# Collected data entries
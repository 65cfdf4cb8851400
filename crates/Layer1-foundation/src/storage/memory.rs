//! In-memory storage - tasks, agents and logs kept in process

use crate::core::{
    Agent, AgentStore, LogQuery, LogRecord, LogSink, NewAgent, NewLogRecord, Task, TaskId,
    TaskStatus, TaskStore,
};
use crate::{Error, Result};
use async_trait::async_trait;
use chrono::{DateTime, Utc};
use std::collections::BTreeMap;
use std::collections::HashMap;
use tokio::sync::RwLock;

#[derive(Default)]
struct TaskTable {
    by_id: HashMap<TaskId, Task>,
    /// Insertion order, used for listing
    order: Vec<TaskId>,
}

#[derive(Default)]
struct AgentTable {
    by_id: BTreeMap<i64, Agent>,
    next_id: i64,
}

#[derive(Default)]
struct LogTable {
    records: Vec<LogRecord>,
    next_id: i64,
}

/// Volatile store for tests and one-shot runs
#[derive(Default)]
pub struct MemoryStore {
    tasks: RwLock<TaskTable>,
    agents: RwLock<AgentTable>,
    logs: RwLock<LogTable>,
}

impl MemoryStore {
    pub fn new() -> Self {
        Self::default()
    }

    pub async fn task_count(&self) -> usize {
        self.tasks.read().await.order.len()
    }
}

#[async_trait]
impl TaskStore for MemoryStore {
    async fn insert(&self, task: &Task) -> Result<()> {
        let mut table = self.tasks.write().await;
        if table.by_id.insert(task.id, task.clone()).is_none() {
            table.order.push(task.id);
        }
        Ok(())
    }

    async fn get(&self, id: TaskId) -> Result<Option<Task>> {
        Ok(self.tasks.read().await.by_id.get(&id).cloned())
    }

    async fn list(&self, skip: usize, limit: usize) -> Result<Vec<Task>> {
        let table = self.tasks.read().await;
        Ok(table
            .order
            .iter()
            .skip(skip)
            .take(limit)
            .filter_map(|id| table.by_id.get(id).cloned())
            .collect())
    }

    async fn update_if_status(&self, task: &Task, expected: TaskStatus) -> Result<bool> {
        let mut table = self.tasks.write().await;
        match table.by_id.get_mut(&task.id) {
            Some(stored) if stored.status == expected => {
                *stored = task.clone();
                Ok(true)
            }
            _ => Ok(false),
        }
    }

    fn name(&self) -> &'static str {
        "memory"
    }
}

#[async_trait]
impl AgentStore for MemoryStore {
    async fn insert_agent(&self, agent: NewAgent) -> Result<Agent> {
        let mut table = self.agents.write().await;
        if table.by_id.values().any(|a| a.name == agent.name) {
            return Err(Error::InvalidInput("Agent name already exists".into()));
        }
        table.next_id += 1;
        let agent = Agent::from_new(table.next_id, agent);
        table.by_id.insert(agent.id, agent.clone());
        Ok(agent)
    }

    async fn get_agent(&self, id: i64) -> Result<Option<Agent>> {
        Ok(self.agents.read().await.by_id.get(&id).cloned())
    }

    async fn list_agents(&self, skip: usize, limit: usize) -> Result<Vec<Agent>> {
        let table = self.agents.read().await;
        Ok(table.by_id.values().skip(skip).take(limit).cloned().collect())
    }

    async fn heartbeat(&self, id: i64, at: DateTime<Utc>) -> Result<Option<Agent>> {
        let mut table = self.agents.write().await;
        Ok(table.by_id.get_mut(&id).map(|agent| {
            agent.beat(at);
            agent.clone()
        }))
    }

    async fn delete_agent(&self, id: i64) -> Result<bool> {
        Ok(self.agents.write().await.by_id.remove(&id).is_some())
    }
}

#[async_trait]
impl LogSink for MemoryStore {
    async fn append(&self, record: NewLogRecord) -> Result<i64> {
        let mut table = self.logs.write().await;
        table.next_id += 1;
        let id = table.next_id;
        table.records.push(LogRecord::from_new(id, record));
        Ok(id)
    }

    async fn list(&self, query: &LogQuery) -> Result<Vec<LogRecord>> {
        let table = self.logs.read().await;
        Ok(table
            .records
            .iter()
            .rev()
            .filter(|r| query.matches(r))
            .skip(query.skip)
            .take(query.limit)
            .cloned()
            .collect())
    }

    async fn get(&self, id: i64) -> Result<Option<LogRecord>> {
        let table = self.logs.read().await;
        Ok(table.records.iter().find(|r| r.id == id).cloned())
    }

    async fn delete(&self, id: i64) -> Result<bool> {
        let mut table = self.logs.write().await;
        let before = table.records.len();
        table.records.retain(|r| r.id != id);
        Ok(table.records.len() != before)
    }
}

#[cfg(test)]
mod tests {
    use super::*;
    use crate::core::{AgentStatus, LogLevel};

    #[tokio::test]
    async fn test_conditional_update() {
        let store = MemoryStore::new();
        let task = Task::pending("t1", "noop", None, Utc::now());
        store.insert(&task).await.unwrap();

        let mut running = task.clone();
        running.status = TaskStatus::Running;
        running.started_at = Some(Utc::now());

        assert!(store.update_if_status(&running, TaskStatus::Pending).await.unwrap());
        // Stored status is now running, a second pending-guarded write is rejected
        assert!(!store.update_if_status(&running, TaskStatus::Pending).await.unwrap());

        let stored = TaskStore::get(&store, task.id).await.unwrap().unwrap();
        assert_eq!(stored.status, TaskStatus::Running);
    }

    #[tokio::test]
    async fn test_list_preserves_insertion_order() {
        let store = MemoryStore::new();
        let mut ids = Vec::new();
        for i in 0..5 {
            let task = Task::pending(format!("t{}", i), "noop", None, Utc::now());
            ids.push(task.id);
            store.insert(&task).await.unwrap();
        }

        let page: Vec<TaskId> = TaskStore::list(&store, 1, 3)
            .await
            .unwrap()
            .into_iter()
            .map(|t| t.id)
            .collect();
        assert_eq!(page, ids[1..4].to_vec());
        assert_eq!(store.task_count().await, 5);
    }

    #[tokio::test]
    async fn test_logs_newest_first_and_delete() {
        let store = MemoryStore::new();
        let first = store
            .append(NewLogRecord::new(LogLevel::Info, "one"))
            .await
            .unwrap();
        store
            .append(NewLogRecord::new(LogLevel::Error, "two"))
            .await
            .unwrap();

        let all = LogSink::list(&store, &LogQuery::new()).await.unwrap();
        assert_eq!(all[0].message, "two");
        assert_eq!(all[1].message, "one");

        assert!(store.delete(first).await.unwrap());
        assert!(!store.delete(first).await.unwrap());
        assert!(LogSink::get(&store, first).await.unwrap().is_none());
    }

    #[tokio::test]
    async fn test_agent_names_are_unique() {
        let store = MemoryStore::new();
        let first = store
            .insert_agent(NewAgent::new("builder", None, Utc::now()))
            .await
            .unwrap();
        assert_eq!(first.id, 1);

        let err = store
            .insert_agent(NewAgent::new("builder", Some("again".into()), Utc::now()))
            .await
            .unwrap_err();
        assert!(matches!(err, Error::InvalidInput(ref m) if m == "Agent name already exists"));

        // The id sequence only advances on success
        let second = store
            .insert_agent(NewAgent::new("reviewer", None, Utc::now()))
            .await
            .unwrap();
        assert_eq!(second.id, 2);
        assert_eq!(store.list_agents(0, 10).await.unwrap().len(), 2);
    }

    #[tokio::test]
    async fn test_agent_heartbeat_and_delete() {
        let store = MemoryStore::new();
        let agent = store
            .insert_agent(NewAgent::new("builder", None, Utc::now()))
            .await
            .unwrap();

        let beat = store.heartbeat(agent.id, Utc::now()).await.unwrap().unwrap();
        assert_eq!(beat.status, AgentStatus::Active);
        assert_eq!(store.get_agent(agent.id).await.unwrap(), Some(beat));

        assert!(store.delete_agent(agent.id).await.unwrap());
        assert!(!store.delete_agent(agent.id).await.unwrap());
        assert!(store.heartbeat(agent.id, Utc::now()).await.unwrap().is_none());
    }
}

# Exercise aim
Apply a filter for "Error" to the data above, then copy each line that matches.

# Solution to this problem
use crate::{Error, Result};
            return Err(Error::InvalidInput("Agent name already exists".into()));
            .append(NewLogRecord::new(LogLevel::Error, "two"))
        assert!(matches!(err, Error::InvalidInput(ref m) if m == "Agent name already exists"));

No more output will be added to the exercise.